In 2017, legislation was filed to require Medicaid providers (including nursing home owners) to disclose their financial relationships with legislators and other public officials.  Why single out Medicaid providers?

  • FIRST, because Medicaid is a multi-billion-dollar business in Arkansas, funded through government money (aka taxpayer funds).
  • SECOND, because Medicaid corruption rumors were rampant and federal investigations were ongoing. Some of the corruption rumors already have been proven through convictions and guilty pleas of former legislators, a judge, a lobbyist, and some employees of a Medicaid provider.

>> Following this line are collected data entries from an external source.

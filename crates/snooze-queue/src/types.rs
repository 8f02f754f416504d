use chrono::{DateTime, Utc};
use serde::{Deserialize, Serialize};

/// Lifecycle state of a job row.
///
/// Cancellation is realized as row deletion, so a live row is always in one
/// of these four states.
#[derive(Debug, Clone, Copy, PartialEq, Eq, Serialize, Deserialize)]
#[serde(rename_all = "snake_case")]
pub enum JobState {
    /// Waiting for its run_at instant.
    Pending,
    /// Claimed by a dispatcher and currently executing.
    Active,
    /// Finished successfully (only rows without remove_on_complete survive).
    Completed,
    /// The single execution attempt reported an error.
    Failed,
}

impl std::fmt::Display for JobState {
    fn fmt(&self, f: &mut std::fmt::Formatter<'_>) -> std::fmt::Result {
        let s = match self {
            JobState::Pending => "pending",
            JobState::Active => "active",
            JobState::Completed => "completed",
            JobState::Failed => "failed",
        };
        write!(f, "{s}")
    }
}

impl std::str::FromStr for JobState {
    type Err = String;

    fn from_str(s: &str) -> std::result::Result<Self, Self::Err> {
        match s {
            "pending" => Ok(JobState::Pending),
            "active" => Ok(JobState::Active),
            "completed" => Ok(JobState::Completed),
            "failed" => Ok(JobState::Failed),
            other => Err(format!("unknown job state: {other}")),
        }
    }
}

/// Per-enqueue options.
#[derive(Debug, Clone, Copy, Default)]
pub struct EnqueueOptions {
    /// Delete the row immediately after a successful run instead of keeping
    /// a `completed` record.
    pub remove_on_complete: bool,
}

/// A persisted job record.
#[derive(Debug, Clone, Serialize, Deserialize)]
pub struct Job {
    /// UUID v4 string — store-internal primary key.
    pub id: String,
    /// Caller-facing lookup key; NOT unique, duplicates are allowed.
    pub name: String,
    /// Opaque JSON payload forwarded to the executor.
    pub payload: String,
    /// Current lifecycle state.
    pub state: JobState,
    /// Instant at which the job becomes claimable.
    pub run_at: DateTime<Utc>,
    /// Discard the row after a successful run.
    pub remove_on_complete: bool,
    /// ISO-8601 timestamp of the claim, if the job was ever claimed.
    pub attempted_at: Option<String>,
    /// JSON outcome (completed) or error text (failed), if terminal.
    pub result: Option<String>,
    /// ISO-8601 timestamp of row creation.
    pub created_at: String,
    /// ISO-8601 timestamp of the last state change.
    pub updated_at: String,
}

The disclosure bill, sponsored by Senator Bryan King, passed in the Senate but failed in the House Committee on State Agencies and Governmental Affairs.  Wardlaw was also a member of the state agencies committee.  Not only did Wardlaw vote against the disclosure bill in committee, he was vocal in his opposition.  In fact, Wardlaw made an unsuccessful “Do Not Pass” motion. This motion is an expression of even stronger opposition than just voting against the bill because it would have made it more difficult for the bill to be brought up again.

If you want an example of how undisclosed financial interests can affect how a legislator votes you need to look no further than Wardlaw’s opposition to the disclosure bill.

His Difficult Choice

Under the pitiful ethics law, Wardlaw was not required to disclose his partnership (and it is still not required). After choosing to keep his partnership out of the public eye for years, and after voting on bill after bill potentially affecting his partner’s nursing home business, Wardlaw was put in a difficult spot by the disclosure bill …… especially at a time when the press was closely watching the rapid development of corruption investigations involving Medicaid providers and public officials.

Yet his decision to fight tooth and nail against the disclosure bill put him in a worse light.

It is unfortunate that Wardlaw’s choice now also puts a cloud over the motives of other legislators. On Sunday after the article came out, one of the people sitting at a nearby table was overheard saying, “I wonder what the others are hiding?